Current Approaches to Composition and Literature
ENGL 3360 Section 202 and 204
Fall 2003

Section 202: MW 2:30-3:45 pm CCH 210
Section 204: MW 5:30-6:45 pm CCH 210

Course Web Site:

Dr. Susan Wolff Murphy
Office: FC 287
Writing Center: Lib 216
Office Phone: 825-5755
Office Hours: 4-5 MW, and by appointment.

Note: During work hours, I am often in my office or in the writing center. If you can’t find me on campus or it is after hours, please email me with any questions, concerns, notices of absences or illnesses, etc.

Course Description ENGL 3360 is an amalgam of writing workshop, teaching practicum, and composition theory course. Its purpose is to introduce you to the current research in literacy, writing, and the teaching of writing to the end of helping to prepare you to be a more effective, reflective, and informed language arts teacher in either an elementary, middle, or secondary public school.

Required Textbooks & Materials

  • Calkins, Lucy McCormick?. The Art of Teaching Writing. New Edition. Heinemann, 1994.
  • Zemelman, Steven, and Harvey Daniels. A Community of Writers: Teaching Writing in the Junior and Senior High School. Heinemann, 1988.
  • NCTE/IRA. Standards for the English Language Arts. NCTE, 1996.
  • An active Kestrel email account and a "100 zip disk" to save and transport files to and from class.

Grade Distribution (please be aware that grades will be available on WebCT)

AssignmentsPercent of Course GradeDue Date
Weekly Reflections20%Thursday by midnight (8/28-12/4)
Portfolio One25%Oct. 6
Portfolio Two25%Nov. 5
Portfolio Three30%Dec. 8

Today we will . . . .

1—Brief Introductions: I’ll be typing names on the class contact wiki page. (We’ll do more introductory activities later.)

2—Lab technicians will visit to help all of us gain access to our University computer accounts. This is important. You will need these accounts for much of the work we will be doing in this class. When the lab technicians are finished with us, each of us in the room should be able to access the Internet, send an email message, and access our individual folders on the university network.

3—Send an email to me. In the subject line, include your name and English 3360. In the body of the message, tell me what email address you want to use this semester and tell me what name you want me to use for you (if it’s different from your name as listed in the official records).

4—More introductions: We’ll form groups of three. Spend a total of 3 minutes interviewing a member of your group—name, hometown, major, and why TAMU-CC. (You can’t interview the person who interviews you.) Prepare to introduce your classmate to the whole class.

We’ll work through introductions.

5—About the course: finding class site on web; finding your assignments.

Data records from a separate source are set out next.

//! Performance metrics module.
//!
//! - Win rate, profit factor
//! - Sharpe and Sortino ratios
//! - Maximum drawdown

pub mod calculator;

pub use calculator::{
    DrawdownAnalysis, ExitBreakdown, MetricsCalculator, PerformanceMetrics, PROFIT_FACTOR_CAP,
};
//! Backtesting for single-leg option signals.
//!
//! - Trade lifecycle (entry, mark, exit on expiry, stop or target)
//! - Daily simulation over synthetic chains
//! - Capital ledger and equity curve
//! - Parallel per-strategy comparison

pub mod compare;
pub mod engine;
pub mod trade;

pub use compare::{
    compare_strategies, compare_strategies_with_progress, rank_by_return, StrategyComparison,
};
pub use engine::{BacktestConfig, BacktestEngine, BacktestOutcome, BacktestResult, EquityPoint};
pub use trade::{ExitReason, Trade, TradeDirection, TradeError, TradeStatus};
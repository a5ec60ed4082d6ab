//! Signal scanner.

pub mod engine;
pub mod signal;

pub use engine::{filter_by_min_score, rank, Scanner, ScannerConfig};
pub use signal::{Signal, Technicals};

#[cfg(test)]
pub(crate) fn test_signal(
    strategy: crate::strategies::StrategyId,
    signal_type: crate::strategies::SignalType,
    rsi: f64,
    row: &crate::data::OptionContract,
) -> Signal {
    let candidate = crate::strategies::SignalCandidate {
        strategy,
        signal_type,
        option_symbol: row.symbol.clone(),
        reason: String::new(),
        recommended_action: String::new(),
        contract: row.clone(),
        greeks: None,
    };
    let snapshot = crate::data::MarketSnapshot::new("TEST3", 37.52, rsi);
    Signal::from_candidate(&snapshot, &candidate)
}
//! Per-ticker scanning.
//!
//! Runs every registered strategy in order over one snapshot and chain,
//! turns candidates into signals, and scores and flags each against its own
//! chain row. The scanner never filters; callers use [`filter_by_min_score`]
//! and [`rank`] when they want a shortlist.

use std::borrow::Cow;

use rayon::prelude::*;
use serde::{Deserialize, Serialize};
use tracing::{debug, info, warn};

use super::signal::Signal;
use crate::data::{MarketSnapshot, OptionContract};
use crate::pricing::{enrich_chain, BlackScholes};
use crate::scoring::{risk_flags, score};
use crate::strategies::{StrategyId, StrategyRegistry};

/// Scanner configuration.
#[derive(Debug, Clone, PartialEq, Serialize, Deserialize)]
#[serde(default)]
pub struct ScannerConfig {
    /// Strategies to run; empty means the full catalog.
    pub strategies: Vec<StrategyId>,
    /// Risk-free rate for Greeks-based rules.
    pub risk_free_rate: f64,
    /// Reference volatility for Greeks-based rules.
    pub reference_vol: f64,
    /// Fill missing IV and delta on chain rows before scanning.
    pub enrich_missing_greeks: bool,
    /// Shortlist threshold applied by callers through `filter_by_min_score`.
    pub min_score: u8,
}

impl Default for ScannerConfig {
    fn default() -> Self {
        Self {
            strategies: Vec::new(),
            risk_free_rate: 0.1175,
            reference_vol: 0.30,
            enrich_missing_greeks: false,
            min_score: 0,
        }
    }
}

/// Strategy scanner for one ticker at a time.
#[derive(Debug)]
pub struct Scanner {
    config: ScannerConfig,
    model: BlackScholes,
    registry: StrategyRegistry,
}

impl Scanner {
    pub fn new(config: ScannerConfig) -> Self {
        let model = BlackScholes::new(config.risk_free_rate);
        let ids: &[StrategyId] = if config.strategies.is_empty() {
            &StrategyId::ALL
        } else {
            &config.strategies
        };
        let registry = StrategyRegistry::with_model(ids, &model, config.reference_vol);

        Self {
            config,
            model,
            registry,
        }
    }

    /// Scanner over an explicit set of strategies.
    pub fn with_strategies(config: ScannerConfig, ids: &[StrategyId]) -> Self {
        Self::new(ScannerConfig {
            strategies: ids.to_vec(),
            ..config
        })
    }

    pub fn config(&self) -> &ScannerConfig {
        &self.config
    }

    pub fn registry(&self) -> &StrategyRegistry {
        &self.registry
    }

    /// Run every registered strategy and return all signals, unfiltered.
    pub fn scan(&self, snapshot: &MarketSnapshot, chain: &[OptionContract]) -> Vec<Signal> {
        let chain: Cow<'_, [OptionContract]> = if self.config.enrich_missing_greeks {
            let mut owned = chain.to_vec();
            let touched =
                enrich_chain(&mut owned, snapshot.price, &self.model, self.config.reference_vol);
            debug!(ticker = %snapshot.ticker, touched, "Enriched chain");
            Cow::Owned(owned)
        } else {
            Cow::Borrowed(chain)
        };

        let mut signals = Vec::new();
        for strategy in self.registry.iter() {
            let candidates = match strategy.analyze(snapshot, &chain) {
                Ok(candidates) => candidates,
                Err(e) => {
                    warn!(
                        ticker = %snapshot.ticker,
                        strategy = strategy.name(),
                        error = %e,
                        "Strategy failed, skipping"
                    );
                    continue;
                }
            };

            for candidate in &candidates {
                let mut signal = Signal::from_candidate(snapshot, candidate);
                signal.confidence_score = score(&signal, &candidate.contract);
                signal.risk_flags = risk_flags(&signal, &candidate.contract);
                signals.push(signal);
            }
        }

        debug!(
            ticker = %snapshot.ticker,
            contracts = chain.len(),
            signals = signals.len(),
            "Scan finished"
        );
        signals
    }

    /// Scan several tickers in parallel. Output order follows input order.
    pub fn scan_many(&self, inputs: &[(MarketSnapshot, Vec<OptionContract>)]) -> Vec<Vec<Signal>> {
        let results: Vec<Vec<Signal>> = inputs
            .par_iter()
            .map(|(snapshot, chain)| self.scan(snapshot, chain))
            .collect();

        info!(
            tickers = inputs.len(),
            signals = results.iter().map(Vec::len).sum::<usize>(),
            "Batch scan finished"
        );
        results
    }
}

impl Default for Scanner {
    fn default() -> Self {
        Self::new(ScannerConfig::default())
    }
}

/// Signals scoring at least `min_score`, order preserved.
pub fn filter_by_min_score(signals: Vec<Signal>, min_score: u8) -> Vec<Signal> {
    signals
        .into_iter()
        .filter(|s| s.confidence_score >= min_score)
        .collect()
}

/// Sort by score descending; equal scores keep scan order.
pub fn rank(mut signals: Vec<Signal>) -> Vec<Signal> {
    signals.sort_by(|a, b| b.confidence_score.cmp(&a.confidence_score));
    signals
}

6—Writing Workshop: Free write initial ideas about literacy teaching and learning, about our literacy histories, and about our languages.

For our next meeting, please accomplish the following:

(1) By Thursday, August 28, for your first weekly reflection, read the online course materials. Send an email confirming that you understand these policies and procedures. Ask any questions you have in this email.

(2) By Wednesday, Sept. 3, read SELA.

(3) Look at the assignment for portfolio 1, and the questions for it. Write out answers to some of these questions as a way of discovering your thoughts and memories on literacy.